University of York Students' Union
- Founded: 1963
- Headquarters: The Student Centre, James College, York
- Area served: University of York
- Key people: Yeme Onoabhagbe (CEO); Lewis Parrey (Union Affairs Officer);
- Revenue: £4,181,483 (2021)
- Members: approximately 20,000 (15,000 full-time equivalent)
- Number of employees: 156 (2018, 2019)
- Website: yorksu.org

= University of York Students' Union =

Representative student body at the University of York

University of York Students' Union (York SU, formerly YUSU) is the representative body for the students at the University of York, England. It provides representation for all students, is the key provider of entertainment and welfare services, and operates a range of commercial ventures including a cafe bar and events & marketing department. Lewis Parrey is the current Union Affairs Officer (head of the union).

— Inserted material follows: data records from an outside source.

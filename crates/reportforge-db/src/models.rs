//! Rust models matching the database schema.

use chrono::{DateTime, Utc};
use serde::{Deserialize, Serialize};

/// A stored document: a JSON object body plus store-assigned metadata.
///
/// `created_at` and `updated_at` are owned by the store; they never appear
/// inside `fields`.
#[derive(Debug, Clone, Serialize, Deserialize, PartialEq)]
pub struct Document {
    pub id: String,
    pub fields: serde_json::Map<String, serde_json::Value>,
    pub created_at: DateTime<Utc>,
    pub updated_at: DateTime<Utc>,
}

/// A record in the legacy image side store.
///
/// Serialized with the field names used by records already on disk
/// (`data`, `createdAt`, `size`).
#[derive(Debug, Clone, Serialize, Deserialize, PartialEq)]
#[serde(rename_all = "camelCase")]
pub struct LegacyImageRecord {
    /// Inline data URI of the image.
    #[serde(rename = "data")]
    pub payload: String,
    pub created_at: DateTime<Utc>,
    /// Length of `payload` in bytes.
    pub size: i64,
}

impl LegacyImageRecord {
    /// Build a record for `payload` stamped with the current time.
    pub fn new(payload: impl Into<String>) -> Self {
        let payload = payload.into();
        let size = payload.len() as i64;
        Self {
            payload,
            created_at: Utc::now(),
            size,
        }
    }
}
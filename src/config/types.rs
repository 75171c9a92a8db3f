use serde::{Deserialize, Serialize};
use std::path::PathBuf;

use crate::images::cache::DEFAULT_CACHE_PREFIX;
use crate::images::codec::{CompressionPreset, DEFAULT_MAX_UPLOAD_MB};
use crate::images::legacy::DEFAULT_LEGACY_COLLECTION;
use crate::images::upload::StorageMode;
use crate::report::adapter::DEFAULT_MAX_INLINE_BYTES;
use crate::report::service::DEFAULT_COLLECTION;

#[derive(Debug, Clone, Default, PartialEq, Deserialize, Serialize)]
pub struct Config {
    #[serde(default)]
    pub database: DatabaseConfig,

    #[serde(default)]
    pub images: ImagesConfig,

    #[serde(default)]
    pub resolve: ResolveConfig,

    #[serde(default)]
    pub legacy: LegacyConfig,

    #[serde(default)]
    pub cache: CacheConfig,

    #[serde(default)]
    pub blob: BlobConfig,
}

#[derive(Debug, Clone, PartialEq, Deserialize, Serialize)]
pub struct DatabaseConfig {
    /// SQLite file holding documents, legacy images and the local store
    #[serde(default = "default_db_path")]
    pub path: PathBuf,

    /// Collection of report documents
    #[serde(default = "default_collection")]
    pub collection: String,
}

fn default_db_path() -> PathBuf {
    PathBuf::from("reportforge.db")
}

fn default_collection() -> String {
    DEFAULT_COLLECTION.to_string()
}

impl Default for DatabaseConfig {
    fn default() -> Self {
        Self {
            path: default_db_path(),
            collection: default_collection(),
        }
    }
}

#[derive(Debug, Clone, PartialEq, Deserialize, Serialize)]
pub struct ImagesConfig {
    /// Where newly uploaded images go
    #[serde(default)]
    pub storage: StorageMode,

    /// Compressed inline images above this size are dropped on write
    #[serde(default = "default_max_inline_bytes")]
    pub max_inline_bytes: usize,

    #[serde(default = "default_max_upload_mb")]
    pub max_upload_mb: u64,

    #[serde(default = "default_blob_preset")]
    pub blob_preset: CompressionPreset,

    #[serde(default = "default_inline_preset")]
    pub inline_preset: CompressionPreset,
}

fn default_max_inline_bytes() -> usize {
    DEFAULT_MAX_INLINE_BYTES
}
fn default_max_upload_mb() -> u64 {
    DEFAULT_MAX_UPLOAD_MB
}
fn default_blob_preset() -> CompressionPreset {
    CompressionPreset::BLOB
}
fn default_inline_preset() -> CompressionPreset {
    CompressionPreset::INLINE
}

impl Default for ImagesConfig {
    fn default() -> Self {
        Self {
            storage: StorageMode::default(),
            max_inline_bytes: default_max_inline_bytes(),
            max_upload_mb: default_max_upload_mb(),
            blob_preset: default_blob_preset(),
            inline_preset: default_inline_preset(),
        }
    }
}

#[derive(Debug, Clone, PartialEq, Deserialize, Serialize)]
pub struct ResolveConfig {
    /// Deadline for one batch of image resolutions
    #[serde(default = "default_resolve_timeout")]
    pub timeout_ms: u64,
}

fn default_resolve_timeout() -> u64 {
    5000
}

impl Default for ResolveConfig {
    fn default() -> Self {
        Self {
            timeout_ms: default_resolve_timeout(),
        }
    }
}

#[derive(Debug, Clone, PartialEq, Deserialize, Serialize)]
pub struct LegacyConfig {
    /// REST endpoint of the legacy image database; the local table is used when unset
    #[serde(default)]
    pub base_url: Option<String>,

    #[serde(default = "default_legacy_collection")]
    pub collection: String,

    /// Per-request timeout of the HTTP client
    #[serde(default = "default_legacy_timeout")]
    pub timeout_ms: u64,
}

fn default_legacy_collection() -> String {
    DEFAULT_LEGACY_COLLECTION.to_string()
}
fn default_legacy_timeout() -> u64 {
    10_000
}

impl Default for LegacyConfig {
    fn default() -> Self {
        Self {
            base_url: None,
            collection: default_legacy_collection(),
            timeout_ms: default_legacy_timeout(),
        }
    }
}

#[derive(Debug, Clone, PartialEq, Deserialize, Serialize)]
pub struct CacheConfig {
    #[serde(default = "default_cache_prefix")]
    pub prefix: String,

    /// Byte quota of the local store (keys plus values)
    #[serde(default = "default_quota")]
    pub quota_bytes: u64,
}

fn default_cache_prefix() -> String {
    DEFAULT_CACHE_PREFIX.to_string()
}
fn default_quota() -> u64 {
    5 * 1024 * 1024
}

impl Default for CacheConfig {
    fn default() -> Self {
        Self {
            prefix: default_cache_prefix(),
            quota_bytes: default_quota(),
        }
    }
}

#[derive(Debug, Clone, Default, PartialEq, Deserialize, Serialize)]
pub struct BlobConfig {
    /// Upload endpoint; required when `images.storage = "remote"`
    #[serde(default)]
    pub base_url: Option<String>,

    /// Base of the returned download URLs, defaults to `base_url`
    #[serde(default)]
    pub public_base_url: Option<String>,
}
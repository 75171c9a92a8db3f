//! Batch resolution of image references into displayable values.
//!
//! Every consumer of report images (list view, gallery, both print layouts)
//! goes through [`BatchResolver`]. Inline and remote references pass through
//! untouched; legacy references are looked up in the local cache and then
//! fetched from the legacy store, all concurrently and under one deadline.
//! Nothing here returns an error: an image that cannot be resolved in time is
//! simply left out.

use std::collections::HashMap;
use std::time::Duration;

use tokio::task::JoinSet;
use tokio::time::Instant;
use tracing::{debug, info, warn};

use super::cache::ImageCache;
use super::legacy::LegacyResolver;
use super::reference::{ImageRef, ImageRefKind};

/// Default deadline for one resolution batch.
pub const DEFAULT_RESOLVE_TIMEOUT: Duration = Duration::from_millis(5000);

/// Resolves batches of image references.
#[derive(Clone)]
pub struct BatchResolver {
    cache: ImageCache,
    legacy: LegacyResolver,
    timeout: Duration,
}

impl BatchResolver {
    pub fn new(cache: ImageCache, legacy: LegacyResolver, timeout: Duration) -> Self {
        Self {
            cache,
            legacy,
            timeout,
        }
    }

    /// Configured default deadline.
    pub fn timeout(&self) -> Duration {
        self.timeout
    }

    pub fn cache(&self) -> &ImageCache {
        &self.cache
    }

    /// Resolve a flat list of references.
    ///
    /// The output keeps the relative order of the input with empty and
    /// unresolvable entries removed.
    pub async fn resolve_all(&self, refs: &[String], timeout: Duration) -> Vec<String> {
        self.resolve_groups(&[refs.to_vec()], timeout)
            .await
            .pop()
            .unwrap_or_default()
    }

    /// Resolve several lists at once under one shared deadline.
    ///
    /// Returns one output list per input list, each filtered like
    /// [`resolve_all`](Self::resolve_all).
    pub async fn resolve_groups(&self, groups: &[Vec<String>], timeout: Duration) -> Vec<Vec<String>> {
        let classified: Vec<Vec<ImageRef>> = groups
            .iter()
            .map(|group| group.iter().map(|raw| ImageRef::classify(raw.as_str())).collect())
            .collect();

        let legacy_count = classified
            .iter()
            .flatten()
            .filter(|r| r.kind() == ImageRefKind::Legacy)
            .count();

        // No legacy refs: no tasks, no timer
        if legacy_count == 0 {
            return classified
                .into_iter()
                .map(|group| {
                    group
                        .into_iter()
                        .filter(|r| r.kind() != ImageRefKind::Empty)
                        .map(ImageRef::into_string)
                        .collect()
                })
                .collect();
        }

        let deadline = Instant::now() + timeout;
        let mut resolved = self.fetch_legacy(&classified, deadline).await;

        info!(
            legacy = legacy_count,
            resolved = resolved.len(),
            "Resolved legacy image references"
        );

        classified
            .into_iter()
            .enumerate()
            .map(|(gi, group)| {
                group
                    .into_iter()
                    .enumerate()
                    .filter_map(|(ii, r)| match r.kind() {
                        ImageRefKind::Empty => None,
                        ImageRefKind::Inline | ImageRefKind::Remote => Some(r.into_string()),
                        ImageRefKind::Legacy => resolved.remove(&(gi, ii)),
                    })
                    .collect()
            })
            .collect()
    }

    /// Resolve a single reference with the configured deadline.
    pub async fn resolve_one(&self, raw: &str) -> Option<String> {
        let r = ImageRef::classify(raw);
        match r.kind() {
            ImageRefKind::Empty => None,
            ImageRefKind::Inline | ImageRefKind::Remote => Some(r.into_string()),
            ImageRefKind::Legacy => {
                let key = r.legacy_key()?;
                self.resolve_key(key, Instant::now() + self.timeout).await
            }
        }
    }

    /// Fetch every legacy entry concurrently until `deadline`.
    ///
    /// Returns the payloads keyed by (group, index). Tasks still running at
    /// the deadline are aborted.
    async fn fetch_legacy(
        &self,
        classified: &[Vec<ImageRef>],
        deadline: Instant,
    ) -> HashMap<(usize, usize), String> {
        let mut tasks = JoinSet::new();
        for (gi, group) in classified.iter().enumerate() {
            for (ii, r) in group.iter().enumerate() {
                if let Some(key) = r.legacy_key() {
                    let resolver = self.clone();
                    let key = key.to_string();
                    tasks.spawn(async move {
                        let payload = resolver.resolve_key(&key, deadline).await;
                        (gi, ii, payload)
                    });
                }
            }
        }

        let mut resolved = HashMap::new();
        loop {
            match tokio::time::timeout_at(deadline, tasks.join_next()).await {
                Ok(Some(Ok((gi, ii, Some(payload))))) => {
                    resolved.insert((gi, ii), payload);
                }
                Ok(Some(Ok((_, _, None)))) => {}
                Ok(Some(Err(e))) => {
                    warn!(error = %e, "Image resolution task failed");
                }
                Ok(None) => break,
                Err(_) => {
                    warn!(
                        pending = tasks.len(),
                        "Image resolution deadline reached, dropping pending images"
                    );
                    tasks.abort_all();
                    break;
                }
            }
        }

        resolved
    }

    /// Cache first, then the legacy store. Successful fetches are cached.
    ///
    /// The cache sits on a synchronous store, so both cache calls run on the
    /// blocking pool.
    async fn resolve_key(&self, key: &str, deadline: Instant) -> Option<String> {
        let cache = self.cache.clone();
        let lookup = key.to_string();
        if let Ok(Some(payload)) = tokio::task::spawn_blocking(move || cache.get(&lookup)).await {
            return Some(payload);
        }

        let remaining = deadline.saturating_duration_since(Instant::now());
        let payload = self.legacy.resolve(key, remaining).await?;
        debug!(key, size = payload.len(), "Fetched legacy image");

        let cache = self.cache.clone();
        let (entry_key, entry) = (key.to_string(), payload.clone());
        if let Err(e) = tokio::task::spawn_blocking(move || cache.put(&entry_key, &entry)).await {
            warn!(key, error = %e, "Image cache write task failed");
        }
        Some(payload)
    }
}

York SU is responsible for representing and campaigning for students to the university, for example over improved facilities such as a 24-hour library.

== History ==
Tom Scott was elected as president under the persona of 'Mad Cap'n Tom', wearing the tradition pirate costume during campaigning, in 2008.

== Services ==
=== Events ===
Most regular late night events are run by college Junior Common Room committees in the campus bars; however the union provides support to individual college Entertainments reps, through providing training, health and safety advice, and acts as a representative to university Catering and Bar Management, as well as to other venues in York city. The Union runs Late Licence events in The Courtyard on a Saturday night; and organises a variety of cross Campus events including the Freshers and Graduation Balls.

=== Welfare ===
The Union provides an individual casework service, as well as running campaigns on specific issues such as sexual health or academic integrity.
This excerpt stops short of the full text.